TAFADZWA MAKONDO
How is it even possible for renowned giant supermarket brands to face a marked slump as traditionally favourable perceptions decline? What is actually happening in the formal retail and wholesale business sector?
There are two incidents to a story: how it happened, and what happened. The thin line between how and what is where the truth lies. Why a sudden change in the business strategy? When will these businesses stay open?
Fear is palpable on the other side – the formal sector – and fear mirrors the primeval heritage that no amount of intelligence could ever deny. lf a picture could be drawn now of facing a decline, it is being drawn now. There is no secret left.
A considerable number of consumers in Zimbabwe are increasingly opting for tuck-shops – they are crudely informal – since they offer lower prices.
“Traffic is very low these days in most retail and wholesale outlets across the country as the aggregate demand goes down,” bemoaned N. Richards’ Manager Archford Dongo speaking to a news agency.
“I can tell you that I was in a retail outlet and for the past 10 minutes there was not even one customer who came in. The basket has started shrinking towards the basics.”
The astronomical Zimbabwean Dollar prices in the outlets do not accurately and fairly mirror the official exchange rate.
People are rushing to tuckshops since anything is worth shopping that has a connection with the past. The prices back then were lower and the tuckshops have that connection of lower prices.
Loveness Nhekairo, a Harare resident, remarked, “I can’t even step into the supermarkets. The prices there are just staggering. But at these tuckshops and other stalls, it seems that our inflation problem does not exist.”
Owning a tuckshop is increasingly becoming the new business in Zimbabwe now as more customers are gradually shunning renowned outlets such as N.Richards, Pick ‘n’Pay and OK.
Clouds of disaster now hang like frigates ready to storm the outlets.
Consumers are hardly buying fundamental basic commodities in pricey wholesale and retail outlets.
Tuckshop owners are confident as their trade now conforms to their planned patterns of registering noteworthy survival—and perhaps, eyeing growth.
The conventional consumer traffic regarding business for wholesale and retail outlets is now lying within the earshot of selling short as consumers—the majority being the hardest-hit by dire economic conditions—are galloping to tuckshops.
This may drive retail and wholesale outlets into difficulties that cannot be ignored. Management teams have to find strategies and mitigations to strike a tenuous balance between seeking the profit motive and ensuring basic commodities are within the reach of the majority of consumers.
The unbearably soaring inflation is spiralling out of hand. The best telling of buying is the buyer. The tuckshops attractive lower prices and if there were some who once shunned downtown places, they are likely to find themselves being the most familiar with such places.

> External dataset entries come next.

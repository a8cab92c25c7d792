//! Pointer rays and the anchor points drag behaviors measure against.
//!
//! Every function takes a `device2manip` matrix that maps normalized device
//! coordinates (with clip depth in `[-1, 1]`) into manipulation space, and
//! returns `None` when the geometry is degenerate for this pointer position.

use glam::{Mat4, Quat, Vec2, Vec3, Vec4};

/// Epsilon for floating point comparisons
const EPSILON: f32 = 1e-6;

/// A ray with a unit direction
#[derive(Debug, Clone, Copy, PartialEq)]
pub struct Ray {
    pub origin: Vec3,
    pub direction: Vec3,
}

impl Ray {
    pub fn at(&self, t: f32) -> Vec3 {
        self.origin + self.direction * t
    }

    /// Parameter of the point on the ray closest to `point`
    pub fn closest_parameter(&self, point: Vec3) -> f32 {
        (point - self.origin).dot(self.direction)
    }
}

/// Ray from the near plane to the far plane through a device point.
///
/// # Arguments
/// * `device2manip` - Inverse of the manipulation-to-device transform
/// * `device_point` - Pointer position in device space
///
/// # Returns
/// `None` when either end fails to unproject or the two ends coincide
pub fn ray_for_device_point(device2manip: &Mat4, device_point: Vec2) -> Option<Ray> {
    let near = unproject(device2manip, device_point.extend(-1.0))?;
    let far = unproject(device2manip, device_point.extend(1.0))?;
    let direction = (far - near).try_normalize()?;
    Some(Ray {
        origin: near,
        direction,
    })
}

fn unproject(device2manip: &Mat4, device: Vec3) -> Option<Vec3> {
    let homogeneous = *device2manip * device.extend(1.0);
    if homogeneous.w.abs() < EPSILON {
        return None;
    }
    let point = homogeneous.truncate() / homogeneous.w;
    point.is_finite().then_some(point)
}

/// Point under the pointer on the screen-parallel plane through the
/// manipulation origin
pub fn point_on_plane(device2manip: &Mat4, device_point: Vec2) -> Option<Vec3> {
    let manip2device = device2manip.inverse();
    let pivot = manip2device * Vec4::W;
    if pivot.w.abs() < EPSILON {
        return None;
    }
    let depth = pivot.z / pivot.w;
    unproject(device2manip, device_point.extend(depth))
}

/// Point on the line through the origin along `axis` closest to the pointer
/// ray. `None` when the ray is parallel to the axis.
pub fn point_on_axis(axis: Vec3, device2manip: &Mat4, device_point: Vec2) -> Option<Vec3> {
    let axis = axis.try_normalize()?;
    let ray = ray_for_device_point(device2manip, device_point)?;
    let b = axis.dot(ray.direction);
    let denominator = 1.0 - b * b;
    if denominator < EPSILON {
        return None;
    }
    let t = (axis.dot(ray.origin) - b * ray.direction.dot(ray.origin)) / denominator;
    let point = axis * t;
    point.is_finite().then_some(point)
}

/// Point where the pointer ray enters the sphere of `radius` at the origin.
/// A ray that misses yields its closest approach to the centre, which lies
/// on the plane through the origin orthogonal to the view.
pub fn point_on_sphere(device2manip: &Mat4, device_point: Vec2, radius: f32) -> Option<Vec3> {
    let ray = ray_for_device_point(device2manip, device_point)?;
    let closest = ray.at(ray.closest_parameter(Vec3::ZERO));
    let distance_squared = closest.length_squared();
    let radius_squared = radius * radius;
    let point = if distance_squared < radius_squared {
        closest - ray.direction * (radius_squared - distance_squared).sqrt()
    } else {
        closest
    };
    point.is_finite().then_some(point)
}

/// Remove the component along `axis` and normalize
pub fn constrain_to_axis(vector: Vec3, axis: Vec3) -> Option<Vec3> {
    (vector - axis * vector.dot(axis)).try_normalize()
}

/// Unsigned angle between two vectors, stable for small and large angles
pub fn angle_between(a: Vec3, b: Vec3) -> f32 {
    2.0 * (a - b).length().atan2((a + b).length())
}

/// Angle from `a` to `b`, positive when counter-clockwise around `axis`
pub fn angle_for_axis(a: Vec3, b: Vec3, axis: Vec3) -> f32 {
    let angle = angle_between(a, b);
    if axis.dot(a.cross(b)) > 0.0 {
        angle
    } else {
        -angle
    }
}

/// Shortest-arc rotation between two unit vectors
pub fn rotation_between(start: Vec3, current: Vec3) -> Quat {
    Quat::from_rotation_arc(start, current)
}

/// Convert a manipulation-space displacement into object space
pub fn translation_local2object(local: Vec3, manip2object: &Mat4) -> Vec3 {
    manip2object.transform_point3(local) - manip2object.transform_point3(Vec3::ZERO)
}

/// Round to the nearest multiple of `step`; a non-positive step disables snapping
pub fn snapped(value: f32, step: f32) -> f32 {
    if step > 0.0 {
        (value / step).round() * step
    } else {
        value
    }
}

pub fn snapped_vec3(value: Vec3, step: f32) -> Vec3 {
    Vec3::new(snapped(value.x, step), snapped(value.y, step), snapped(value.z, step))
}

/// Index of the component with the largest magnitude
pub fn largest_axis(vector: Vec3) -> usize {
    let abs = vector.abs();
    if abs.x >= abs.y && abs.x >= abs.z {
        0
    } else if abs.y >= abs.z {
        1
    } else {
        2
    }
}

/// Unit vector along axis `index`
pub fn unit_axis(index: usize) -> Vec3 {
    match index {
        0 => Vec3::X,
        1 => Vec3::Y,
        _ => Vec3::Z,
    }
}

Customers can't risk paying through the nose when buying from the wholesale and retail outlets especially when they are earning peanuts.
The expensively high Zimbabwean Dollar prices have left a sour taste in the wallets and bank accounts of customers, a currency that ever-teeters on the brink of being a hauntingly fizzling memory.
Downtown business is now the number one-stop-shop for customers in Zimbabwe’s major urban centres and those who are looking for a business venture. This shows how numbers are fleeing the formal sector to the black market. The hikes on the Zimbabwean Dollar, an occasional accident, has its own appeal.
Hyperinflation meets its match in the streets; but no one is spared from this searing crisis. All are feeling the heat.